Gates says protective creams could prove Aids turning point
Published: August 14, 2006
Since the beginning of the pandemic, nearly 65 million people have been infected with HIV and Aids has killed more than 25 million people.
In sub-Saharan Africa, where 64 percent of all HIV patients live, more women are infected than men. Most children who are infected catch the virus from their mothers as newborns.
“We’d be happy to have that gel,” Maria Nkosi, a grandmother from Nkomazi region in South Africa, said through a translator at the conference. “Men are men and they don’t like to use condoms, especially married men who refuse to wear a condom with their wives. This would offer women some protection from HIV/Aids.”
Also attending the conference are Bill Clinton, the former US president, as well as international Aids experts such as Dr. Peter Piot, a microbiologist and founder of UNAids, and Stephen Lewis, the U.N. envoy for HIV/Aids in Africa.
Mr Piot said the toughest job in HIV prevention was to make older men change their behaviour, especially men who have multiple partners, then pass on HIV to their wives, girlfriends or boyfriends throuigh unprotected sex.

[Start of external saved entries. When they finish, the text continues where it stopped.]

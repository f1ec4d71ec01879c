//! Unit tests for the ASCII conversion path.
//!
//! These tests verify the core conversion rules end to end:
//! - Brightness and glyph quantization
//! - Grid dimensions
//! - Sampling a frame into cells
//! - Composing cells onto the output surface

use ascii_recorder::ascii::*;
use ascii_recorder::render_config::{RenderConfig, Rgb, SamplingMode};
use ascii_recorder::renderer::{compose, render_tick, TickOutcome};
use ascii_recorder::source::{Frame, FrameSource, PlaybackState};
use ascii_recorder::surface::Surface;

fn config_with(scale: f64, ramp: &str) -> RenderConfig {
    RenderConfig {
        scale,
        ramp: GlyphRamp::new(ramp).unwrap(),
        ..RenderConfig::default()
    }
}

fn glyph_grid(rendered: &RenderedFrame, ramp: &GlyphRamp) -> Vec<char> {
    rendered
        .cells
        .iter()
        .map(|cell| map_glyph(cell_brightness(cell), ramp))
        .collect()
}

struct Still(Frame);

impl FrameSource for Still {
    fn playback_state(&self) -> PlaybackState {
        PlaybackState::Playing
    }

    fn current_frame(&self) -> Option<Frame> {
        Some(self.0.clone())
    }

    fn dimensions(&self) -> (u32, u32) {
        (self.0.width, self.0.height)
    }
}

// ==================== Brightness Tests ====================

#[test]
fn test_brightness_extremes() {
    assert_eq!(brightness(0, 0, 0), 0.0);
    assert!((brightness(255, 255, 255) - 1.0).abs() < 1e-12);
}

#[test]
fn test_brightness_weights() {
    assert!((brightness(255, 0, 0) - 0.299).abs() < 1e-9);
    assert!((brightness(0, 255, 0) - 0.587).abs() < 1e-9);
    assert!((brightness(0, 0, 255) - 0.114).abs() < 1e-9);
}

#[test]
fn test_brightness_is_monotonic_in_each_channel() {
    let mut last = -1.0;
    for v in 0..=255u8 {
        let b = brightness(v, 10, 10);
        assert!(b > last);
        last = b;
    }
}

// ==================== Glyph Mapping Tests ====================

#[test]
fn test_ramp_endpoints() {
    let ramp = GlyphRamp::new(DEFAULT_RAMP).unwrap();
    assert_eq!(map_glyph(0.0, &ramp), '@');
    assert_eq!(map_glyph(1.0, &ramp), ' ');
}

#[test]
fn test_mid_gray_maps_to_plus() {
    let ramp = GlyphRamp::new(DEFAULT_RAMP).unwrap();
    assert_eq!(map_glyph(brightness(128, 128, 128), &ramp), '+');
}

#[test]
fn test_out_of_range_brightness_clamps() {
    let ramp = GlyphRamp::new(DEFAULT_RAMP).unwrap();
    assert_eq!(map_glyph(-0.5, &ramp), '@');
    assert_eq!(map_glyph(2.0, &ramp), ' ');
    assert_eq!(map_glyph(f64::NAN, &ramp), '@');
}

#[test]
fn test_glyph_index_is_monotonic() {
    let mut last = 0;
    for i in 0..=1000 {
        let idx = glyph_index(i as f64 / 1000.0, 10);
        assert!(idx >= last);
        assert!(idx < 10);
        last = idx;
    }
    assert_eq!(last, 9);
}

#[test]
fn test_two_glyph_ramp() {
    let ramp = GlyphRamp::new("#.").unwrap();
    assert_eq!(map_glyph(0.99, &ramp), '#');
    assert_eq!(map_glyph(1.0, &ramp), '.');
}

#[test]
fn test_short_ramp_rejected() {
    assert!(GlyphRamp::new("").is_err());
    assert!(GlyphRamp::new("@").is_err());
}

#[test]
fn test_presets_resolve() {
    for name in ["default", "standard", "blocks", "minimal", "BLOCKS"] {
        assert!(GlyphRamp::preset(name).is_some(), "{}", name);
    }
    assert!(GlyphRamp::preset("braille").is_none());
}

// ==================== Grid Dimension Tests ====================

#[test]
fn test_grid_dimensions_default_scale() {
    assert_eq!(grid_dimensions(640, 480, 0.12), (76, 57));
    assert_eq!(grid_dimensions(1920, 1080, 0.12), (230, 129));
}

#[test]
fn test_grid_dimensions_never_zero() {
    assert_eq!(grid_dimensions(1, 1, 0.01), (1, 1));
    assert_eq!(grid_dimensions(5, 500, 0.1), (1, 50));
}

#[test]
fn test_surface_dimensions_use_cell_size() {
    assert_eq!(surface_dimensions(76, 57), (76 * CELL_WIDTH, 57 * CELL_HEIGHT));
}

// ==================== Sampling Tests ====================

#[test]
fn test_sample_mid_gray_frame_is_uniform_plus_grid() {
    let config = RenderConfig::default();
    let frame = Frame::solid(640, 480, [128, 128, 128]);
    let rendered = sample(&frame, &config).unwrap();

    assert_eq!((rendered.width, rendered.height), (76, 57));
    assert_eq!(rendered.cells.len(), 76 * 57);
    let glyphs = glyph_grid(&rendered, &config.ramp);
    assert!(glyphs.iter().all(|&g| g == '+'));
}

#[test]
fn test_sample_preserves_cell_color() {
    let config = config_with(0.5, DEFAULT_RAMP);
    let frame = Frame::solid(8, 8, [200, 40, 10]);
    let rendered = sample(&frame, &config).unwrap();
    assert!(rendered
        .cells
        .iter()
        .all(|&c| c == CellColor::new(200, 40, 10)));
}

#[test]
fn test_sample_gradient_runs_dark_to_light() {
    let width = 100;
    let mut data = Vec::with_capacity(width * 3);
    for x in 0..width {
        let v = (x * 255 / (width - 1)) as u8;
        data.extend_from_slice(&[v, v, v]);
    }
    let frame = Frame::new(width as u32, 1, data);
    let config = RenderConfig {
        sampling: SamplingMode::Nearest,
        ..config_with(0.1, DEFAULT_RAMP)
    };
    let rendered = sample(&frame, &config).unwrap();
    let glyphs = glyph_grid(&rendered, &config.ramp);

    assert_eq!(glyphs.len(), 10);
    assert_eq!(glyphs[0], '@');
    let ramp = config.ramp.glyphs();
    let positions: Vec<usize> = glyphs
        .iter()
        .map(|g| ramp.iter().position(|r| r == g).unwrap())
        .collect();
    assert!(positions.windows(2).all(|w| w[0] <= w[1]));
}

#[test]
fn test_sample_rejects_bad_frames() {
    let config = RenderConfig::default();
    let empty = Frame::new(0, 10, Vec::new());
    assert!(matches!(
        sample(&empty, &config),
        Err(SamplingError::EmptyFrame { .. })
    ));
    let short = Frame::new(4, 4, vec![0; 10]);
    assert!(matches!(
        sample(&short, &config),
        Err(SamplingError::BufferTooSmall { .. })
    ));
}

// ==================== Surface Composition Tests ====================

#[test]
fn test_compose_fills_background_and_sizes_surface() {
    let config = RenderConfig {
        background: Rgb::new(1, 2, 3),
        ..config_with(1.0, "@ ")
    };
    // A white cell maps to ' ', so only background is drawn.
    let rendered = RenderedFrame {
        width: 2,
        height: 1,
        cells: vec![CellColor::new(255, 255, 255); 2],
    };
    let mut surface = Surface::new(0, 0);
    compose(&rendered, &config, &mut surface);

    assert_eq!(surface.width(), 2 * CELL_WIDTH);
    assert_eq!(surface.height(), CELL_HEIGHT);
    for y in 0..surface.height() {
        for x in 0..surface.width() {
            assert_eq!(surface.pixel(x, y), Some(Rgb::new(1, 2, 3)));
        }
    }
}

#[test]
fn test_compose_inks_glyph_in_cell_color() {
    let config = config_with(1.0, "@ ");
    let red = CellColor::new(90, 0, 0);
    let rendered = RenderedFrame {
        width: 1,
        height: 1,
        cells: vec![red],
    };
    let mut surface = Surface::new(0, 0);
    compose(&rendered, &config, &mut surface);

    let mut inked = 0;
    for y in 0..surface.height() {
        for x in 0..surface.width() {
            match surface.pixel(x, y) {
                Some(p) if p == Rgb::new(90, 0, 0) => inked += 1,
                Some(p) => assert_eq!(p, Rgb::BLACK),
                None => panic!("pixel out of range"),
            }
        }
    }
    assert!(inked > 0, "glyph '@' should ink some pixels");
}

#[test]
fn test_render_tick_publishes_full_frame() {
    let source = Still(Frame::solid(640, 480, [128, 128, 128]));
    let config = RenderConfig::default();
    let shared = Surface::shared(0, 0);
    let mut back = Surface::new(0, 0);

    let outcome = render_tick(&source, &config, &shared, &mut back).unwrap();
    assert_eq!(outcome, TickOutcome::Rendered);

    let front = shared.lock().unwrap();
    assert_eq!(front.width(), 76 * CELL_WIDTH);
    assert_eq!(front.height(), 57 * CELL_HEIGHT);
    assert_eq!(back.width(), 0);
}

“The future of this epidemic is in our hands,” he said. “As long as we don’t change our behaviour and put girls and women at risk, again, it’s not going to work.
“Tragically, the end of Aids is nowhere in sight,” he said.
Mr Gates, who recently announced he would step down from his day-to-day duties at Microsoft so he could devote more time to philanthropy, said the amount of money needed to ensure universal treatment “far exceeds the amount any individual government or foundation can provide”.
Another speaker, Catherine DeAngelis, editor of the Journal of the American Medical Association, summed up the loss of life caused by the disease.”The Aids epidemic now matches the bubonic plague,” she said.
Jonathan Weber, a professor of infectious diseases at Imperial College London, has been involved in the trials of one of the microbicidals in Africa which he has been working on for ten years.
“I began working on an HIV vaccine 20 years ago now and it was clear it wasn’t going to be a very easy vaccine. We looked around for other things we could do with what we had and it seemed getting this [microbicidal] on the market would be quicker,” he said.
“There has been immense enthusiasm from women in Africa - this is something they can use even if their partner won’t use a condom. Negotiating condom use can be a very difficult issue and there’s no doubt that this would be greeted with massive enthusiasm. There’s nothing else out there that would represent a woman-controlled method.”